• **Task prompt**
Could you transcribe the material below exactly, without leaving out a single line?

########################################

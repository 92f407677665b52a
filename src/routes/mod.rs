// SPDX-License-Identifier: MIT
// Copyright 2026 Roland Dreier <roland@rolandd.dev>

//! HTTP route handlers.

use crate::middleware::require_password;
use crate::AppState;
use axum::{middleware, routing::get, Json, Router};
use serde::Serialize;
use std::sync::Arc;
use tower_http::trace::{DefaultMakeSpan, DefaultOnResponse, TraceLayer};
use tracing::Level;

#[derive(Serialize)]
pub struct HealthResponse {
    pub status: String,
}

#[derive(Serialize)]
pub struct GreetingResponse {
    pub message: String,
}

/// Health check response
async fn health_check() -> Json<HealthResponse> {
    Json(HealthResponse {
        status: "ok".to_string(),
    })
}

async fn greeting() -> Json<GreetingResponse> {
    Json(GreetingResponse {
        message: "Hello World".to_string(),
    })
}

/// Build the complete router with all routes.
pub fn create_router(state: Arc<AppState>) -> Router {
    let protected_routes = Router::new()
        .route("/", get(greeting))
        .route_layer(middleware::from_fn_with_state(state.clone(), require_password));

    Router::new()
        .route("/health", get(health_check))
        .merge(protected_routes)
        .layer(
            TraceLayer::new_for_http()
                .make_span_with(DefaultMakeSpan::new().level(Level::INFO))
                .on_response(DefaultOnResponse::new().level(Level::INFO)),
        )
        .with_state(state)
}
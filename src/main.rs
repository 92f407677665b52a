// SPDX-License-Identifier: MIT
// Copyright 2026 Roland Dreier <roland@rolandd.dev>

//! Strava-Archiver greeting server
//!
//! Serves the password-gated root endpoint. The exports themselves run as
//! the `sync-activities` and `sync-routes` binaries.

use anyhow::Context;
use std::sync::Arc;
use strava_archiver::{config::Config, init_logging, routes::create_router, AppState};

#[tokio::main]
async fn main() -> anyhow::Result<()> {
    init_logging();

    let config = Config::from_env().context("Failed to load configuration")?;
    let password = config
        .app_password
        .clone()
        .context("APP_PASSWORD must be set to serve the greeting endpoint")?;
    tracing::info!(port = config.port, "Starting Strava-Archiver server");

    let state = Arc::new(AppState { password });
    let app = create_router(state);

    let addr = format!("0.0.0.0:{}", config.port);
    let listener = tokio::net::TcpListener::bind(&addr).await?;
    tracing::info!(address = %addr, "Server listening");

    axum::serve(listener, app).await?;
    Ok(())
}
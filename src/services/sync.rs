// SPDX-License-Identifier: MIT
// Copyright 2026 Roland Dreier <roland@rolandd.dev>

//! Sync jobs: fetch from Strava, map, and persist.
//!
//! Handles the core workflow:
//! 1. Exchange the refresh token for an access token
//! 2. Fetch the listing (and, for routes, each route's details)
//! 3. Map every raw record onto its stored field set
//! 4. Save the batch in one transaction

use crate::config::Config;
use crate::db::{Record, SaveOutcome, Store};
use crate::error::Result;
use crate::models::{map_batch, Activity, Route};
use crate::services::strava::{PageFetch, StravaClient};
use serde_json::Value;
use std::fmt;

/// Which Strava collection a run exports.
#[derive(Debug, Clone, Copy, PartialEq, Eq)]
pub enum SyncTarget {
    Activities,
    Routes,
}

impl fmt::Display for SyncTarget {
    fn fmt(&self, f: &mut fmt::Formatter<'_>) -> fmt::Result {
        match self {
            SyncTarget::Activities => f.write_str("activities"),
            SyncTarget::Routes => f.write_str("routes"),
        }
    }
}

/// Summary of one sync run.
#[derive(Debug, Clone, PartialEq, Eq)]
pub struct SyncReport {
    pub target: SyncTarget,
    /// Records returned by Strava (after detail lookups, for routes)
    pub fetched: usize,
    pub outcome: SaveOutcome,
    /// False when pagination stopped on an error rather than an empty page
    pub complete: bool,
}

/// Fetch all activities and save them.
pub async fn sync_activities(client: &StravaClient, store: &Store) -> Result<SyncReport> {
    let access_token = client.get_access_token().await?;
    let fetch = client.fetch_activities(&access_token).await?;
    persist(SyncTarget::Activities, fetch, store, Activity::from_json).await
}

/// Fetch all routes with their details and save them.
pub async fn sync_routes(client: &StravaClient, store: &Store) -> Result<SyncReport> {
    let access_token = client.get_access_token().await?;
    let fetch = client.fetch_athlete_routes(&access_token).await?;
    persist(SyncTarget::Routes, fetch, store, Route::from_json).await
}

async fn persist<R: Record>(
    target: SyncTarget,
    fetch: PageFetch,
    store: &Store,
    map: impl Fn(&Value) -> Result<R>,
) -> Result<SyncReport> {
    if let Some(page) = fetch.aborted_at {
        tracing::warn!(
            %target,
            page,
            fetched = fetch.records.len(),
            "Listing stopped early; saving partial results"
        );
    }

    let records = map_batch(&fetch.records, map)?;
    let outcome = store.save(&records).await?;

    Ok(SyncReport {
        target,
        fetched: fetch.records.len(),
        outcome,
        complete: fetch.is_complete(),
    })
}

/// Run one sync end to end, logging instead of returning errors.
///
/// Opens the store at `config.database_path`, runs the job and always
/// closes the store again. Returns the report on success and `None` after
/// logging a single error line otherwise.
pub async fn run(config: &Config, target: SyncTarget) -> Option<SyncReport> {
    let client = match StravaClient::from_config(config) {
        Ok(client) => client,
        Err(e) => {
            tracing::error!(error = %e, "An error occurred");
            return None;
        }
    };

    let store = match Store::open(&config.database_path).await {
        Ok(store) => store,
        Err(e) => {
            tracing::error!(error = %e, "An error occurred");
            return None;
        }
    };

    let result = match target {
        SyncTarget::Activities => sync_activities(&client, &store).await,
        SyncTarget::Routes => sync_routes(&client, &store).await,
    };
    store.close().await;

    match result {
        Ok(report) => {
            if report.fetched == 0 {
                tracing::info!("No {} were found.", target);
            } else {
                tracing::info!(
                    %target,
                    fetched = report.fetched,
                    outcome = ?report.outcome,
                    complete = report.complete,
                    "Sync finished"
                );
            }
            Some(report)
        }
        Err(e) => {
            tracing::error!(%target, fatal = e.is_fatal(), error = %e, "An error occurred");
            None
        }
    }
}

#[cfg(test)]
mod tests {
    use super::*;

    #[test]
    fn test_target_display() {
        assert_eq!(SyncTarget::Activities.to_string(), "activities");
        assert_eq!(SyncTarget::Routes.to_string(), "routes");
    }
}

########################################

• **Answer for the task**
repository 92f407677665b52a
filename src/routes/mod.rs
// SPDX-License-Identifier: MIT
// Copyright 2026 Roland Dreier <roland@rolandd.dev>

//! HTTP route handlers.

use crate::middleware::require_password;
use crate::AppState;
use axum::{middleware, routing::get, Json, Router};
use serde::Serialize;
use std::sync::Arc;
use tower_http::trace::{DefaultMakeSpan, DefaultOnResponse, TraceLayer};
use tracing::Level;

#[derive(Serialize)]
pub struct HealthResponse {
    pub status: String,
}

#[derive(Serialize)]
pub struct GreetingResponse {
    pub message: String,
}

/// Health check response
async fn health_check() -> Json<HealthResponse> {
    Json(HealthResponse {
        status: "ok".to_string(),
    })
}

async fn greeting() -> Json<GreetingResponse> {
    Json(GreetingResponse {
        message: "Hello World".to_string(),
    })
}

/// Build the complete router with all routes.
pub fn create_router(state: Arc<AppState>) -> Router {
    let protected_routes = Router::new()
        .route("/", get(greeting))
        .route_layer(middleware::from_fn_with_state(state.clone(), require_password));

    Router::new()
        .route("/health", get(health_check))
        .merge(protected_routes)
        .layer(
            TraceLayer::new_for_http()
                .make_span_with(DefaultMakeSpan::new().level(Level::INFO))
                .on_response(DefaultOnResponse::new().level(Level::INFO)),
        )
        .with_state(state)
}
filename src/main.rs
repository 92f407677665b52a
// SPDX-License-Identifier: MIT
// Copyright 2026 Roland Dreier <roland@rolandd.dev>

//! Strava-Archiver greeting server
//!
//! Serves the password-gated root endpoint. The exports themselves run as
//! the `sync-activities` and `sync-routes` binaries.

use anyhow::Context;
use std::sync::Arc;
use strava_archiver::{config::Config, init_logging, routes::create_router, AppState};

#[tokio::main]
async fn main() -> anyhow::Result<()> {
    init_logging();

    let config = Config::from_env().context("Failed to load configuration")?;
    let password = config
        .app_password
        .clone()
        .context("APP_PASSWORD must be set to serve the greeting endpoint")?;
    tracing::info!(port = config.port, "Starting Strava-Archiver server");

    let state = Arc::new(AppState { password });
    let app = create_router(state);

    let addr = format!("0.0.0.0:{}", config.port);
    let listener = tokio::net::TcpListener::bind(&addr).await?;
    tracing::info!(address = %addr, "Server listening");

    axum::serve(listener, app).await?;
    Ok(())
}
filename src/services/sync.rs
// SPDX-License-Identifier: MIT
// Copyright 2026 Roland Dreier <roland@rolandd.dev>

//! Sync jobs: fetch from Strava, map, and persist.
//!
//! Handles the core workflow:
//! 1. Exchange the refresh token for an access token
//! 2. Fetch the listing (and, for routes, each route's details)
//! 3. Map every raw record onto its stored field set
//! 4. Save the batch in one transaction

use crate::config::Config;
use crate::db::{Record, SaveOutcome, Store};
use crate::error::Result;
use crate::models::{map_batch, Activity, Route};
use crate::services::strava::{PageFetch, StravaClient};
use serde_json::Value;
use std::fmt;

/// Which Strava collection a run exports.
#[derive(Debug, Clone, Copy, PartialEq, Eq)]
pub enum SyncTarget {
    Activities,
    Routes,
}

impl fmt::Display for SyncTarget {
    fn fmt(&self, f: &mut fmt::Formatter<'_>) -> fmt::Result {
        match self {
            SyncTarget::Activities => f.write_str("activities"),
            SyncTarget::Routes => f.write_str("routes"),
        }
    }
}

/// Summary of one sync run.
#[derive(Debug, Clone, PartialEq, Eq)]
pub struct SyncReport {
    pub target: SyncTarget,
    /// Records returned by Strava (after detail lookups, for routes)
    pub fetched: usize,
    pub outcome: SaveOutcome,
    /// False when pagination stopped on an error rather than an empty page
    pub complete: bool,
}

/// Fetch all activities and save them.
pub async fn sync_activities(client: &StravaClient, store: &Store) -> Result<SyncReport> {
    let access_token = client.get_access_token().await?;
    let fetch = client.fetch_activities(&access_token).await?;
    persist(SyncTarget::Activities, fetch, store, Activity::from_json).await
}

/// Fetch all routes with their details and save them.
pub async fn sync_routes(client: &StravaClient, store: &Store) -> Result<SyncReport> {
    let access_token = client.get_access_token().await?;
    let fetch = client.fetch_athlete_routes(&access_token).await?;
    persist(SyncTarget::Routes, fetch, store, Route::from_json).await
}

async fn persist<R: Record>(
    target: SyncTarget,
    fetch: PageFetch,
    store: &Store,
    map: impl Fn(&Value) -> Result<R>,
) -> Result<SyncReport> {
    if let Some(page) = fetch.aborted_at {
        tracing::warn!(
            %target,
            page,
            fetched = fetch.records.len(),
            "Listing stopped early; saving partial results"
        );
    }

    let records = map_batch(&fetch.records, map)?;
    let outcome = store.save(&records).await?;

    Ok(SyncReport {
        target,
        fetched: fetch.records.len(),
        outcome,
        complete: fetch.is_complete(),
    })
}

/// Run one sync end to end, logging instead of returning errors.
///
/// Opens the store at `config.database_path`, runs the job and always
/// closes the store again. Returns the report on success and `None` after
/// logging a single error line otherwise.
pub async fn run(config: &Config, target: SyncTarget) -> Option<SyncReport> {
    let client = match StravaClient::from_config(config) {
        Ok(client) => client,
        Err(e) => {
            tracing::error!(error = %e, "An error occurred");
            return None;
        }
    };

    let store = match Store::open(&config.database_path).await {
        Ok(store) => store,
        Err(e) => {
            tracing::error!(error = %e, "An error occurred");
            return None;
        }
    };

    let result = match target {
        SyncTarget::Activities => sync_activities(&client, &store).await,
        SyncTarget::Routes => sync_routes(&client, &store).await,
    };
    store.close().await;

    match result {
        Ok(report) => {
            if report.fetched == 0 {
                tracing::info!("No {} were found.", target);
            } else {
                tracing::info!(
                    %target,
                    fetched = report.fetched,
                    outcome = ?report.outcome,
                    complete = report.complete,
                    "Sync finished"
                );
            }
            Some(report)
        }
        Err(e) => {
            tracing::error!(%target, fatal = e.is_fatal(), error = %e, "An error occurred");
            None
        }
    }
}

#[cfg(test)]
mod tests {
    use super::*;

    #[test]
    fn test_target_display() {
        assert_eq!(SyncTarget::Activities.to_string(), "activities");
        assert_eq!(SyncTarget::Routes.to_string(), "routes");
    }
}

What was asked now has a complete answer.